**Your objective**
Reproduce the listing verbatim through the line with "all schema migrations".

---------- Material supplied ----------

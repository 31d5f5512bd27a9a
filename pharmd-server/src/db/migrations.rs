//! Schema migrations for the pharmacy tables
//!
//! Plain idempotent DDL, applied on startup. Not a versioned migration
//! framework.

use sqlx::PgPool;

use super::repos::DbError;

/// Run all schema migrations
pub async fn run(pool: &PgPool) -> Result<(), DbError> {
    tracing::info!("Running schema migrations...");

    sqlx::query(
        r#"
        CREATE TABLE IF NOT EXISTS users (
            user_id TEXT PRIMARY KEY,
            email TEXT NOT NULL UNIQUE,
            name TEXT NOT NULL
        )
        "#,
    )
    .execute(pool)
    .await?;

    sqlx::query(
        r#"
        CREATE TABLE IF NOT EXISTS items (
            item_id TEXT PRIMARY KEY,
            name TEXT NOT NULL,
            description TEXT,
            price DOUBLE PRECISION NOT NULL
        )
        "#,
    )
    .execute(pool)
    .await?;

    sqlx::query(
        r#"
        CREATE TABLE IF NOT EXISTS orders (
            order_id TEXT PRIMARY KEY,
            user_id TEXT NOT NULL REFERENCES users(user_id),
            created_at TIMESTAMPTZ NOT NULL DEFAULT NOW(),
            status TEXT NOT NULL
        )
        "#,
    )
    .execute(pool)
    .await?;

    sqlx::query(
        r#"
        CREATE TABLE IF NOT EXISTS order_items (
            id TEXT PRIMARY KEY,
            order_id TEXT NOT NULL REFERENCES orders(order_id),
            item_id TEXT NOT NULL REFERENCES items(item_id),
            quantity INTEGER NOT NULL
        )
        "#,
    )
    .execute(pool)
    .await?;

    create_indexes(pool).await?;

    tracing::info!("Schema migrations complete");
    Ok(())
}

async fn create_indexes(pool: &PgPool) -> Result<(), DbError> {
    sqlx::query("CREATE INDEX IF NOT EXISTS idx_orders_user ON orders(user_id)")
        .execute(pool)
        .await?;
    sqlx::query("CREATE INDEX IF NOT EXISTS idx_order_items_order ON order_items(order_id)")
        .execute(pool)
        .await?;
    sqlx::query("CREATE INDEX IF NOT EXISTS idx_order_items_item ON order_items(item_id)")
        .execute(pool)
        .await?;

    Ok(())
}
//! Order endpoints

use std::sync::Arc;

use axum::{
    extract::{Path, State},
    http::StatusCode,
    routing::{get, post},
    Json, Router,
};
use serde::{Deserialize, Serialize};

use crate::db::repos::{NewOrderLine, Order, OrderRepo};
use crate::http::error::ApiError;
use crate::http::server::AppState;
use crate::models::ValidationError;

/// Line in an order creation request
#[derive(Deserialize)]
pub struct OrderItemRequest {
    pub item_id: String,
    pub quantity: i32,
}

/// Create order request
#[derive(Deserialize)]
pub struct CreateOrderRequest {
    pub user_id: String,
    pub items: Vec<OrderItemRequest>,
}

/// Order response
#[derive(Serialize)]
pub struct OrderResponse {
    pub order_id: String,
    pub user_id: String,
    pub created_at: String,
    pub status: String,
}

impl From<Order> for OrderResponse {
    fn from(o: Order) -> Self {
        Self {
            order_id: o.order_id,
            user_id: o.user_id,
            created_at: o.created_at.to_rfc3339(),
            status: o.status,
        }
    }
}

/// POST /api/orders - create a new order
async fn create_order(
    State(state): State<Arc<AppState>>,
    Json(req): Json<CreateOrderRequest>,
) -> Result<(StatusCode, Json<OrderResponse>), ApiError> {
    for line in &req.items {
        if line.quantity < 1 {
            return Err(ValidationError::OutOfRange {
                field: "quantity",
                reason: "must be at least 1",
            }
            .into());
        }
    }

    let lines: Vec<NewOrderLine> = req
        .items
        .into_iter()
        .map(|l| NewOrderLine {
            item_id: l.item_id,
            quantity: l.quantity,
        })
        .collect();

    let order = OrderRepo::new(&state.pool)
        .create(&req.user_id, &lines)
        .await?;

    Ok((StatusCode::CREATED, Json(OrderResponse::from(order))))
}

/// GET /api/orders/{order_id} - get order by id
async fn get_order(
    State(state): State<Arc<AppState>>,
    Path(order_id): Path<String>,
) -> Result<Json<OrderResponse>, ApiError> {
    let order = OrderRepo::new(&state.pool).get(&order_id).await?;
    Ok(Json(OrderResponse::from(order)))
}

/// Order routes
pub fn router() -> Router<Arc<AppState>> {
    Router::new()
        .route("/orders", post(create_order))
        .route("/orders/{order_id}", get(get_order))
}

#[cfg(test)]
mod tests {
    use super::*;
    use chrono::Utc;

    #[test]
    fn response_renders_rfc3339() {
        let order = Order {
            order_id: "o1".into(),
            user_id: "u1".into(),
            created_at: Utc::now(),
            status: "pending".into(),
        };
        let resp = OrderResponse::from(order);
        assert_eq!(resp.status, "pending");
        assert!(resp.created_at.contains('T'));
    }
}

----------

**Output**
repository 31d5f5512bd27a9a
filename pharmd-server/src/db/migrations.rs
//! Schema migrations for the pharmacy tables
//!
//! Plain idempotent DDL, applied on startup. Not a versioned migration
//! framework.

use sqlx::PgPool;

use super::repos::DbError;

/// Run all schema migrations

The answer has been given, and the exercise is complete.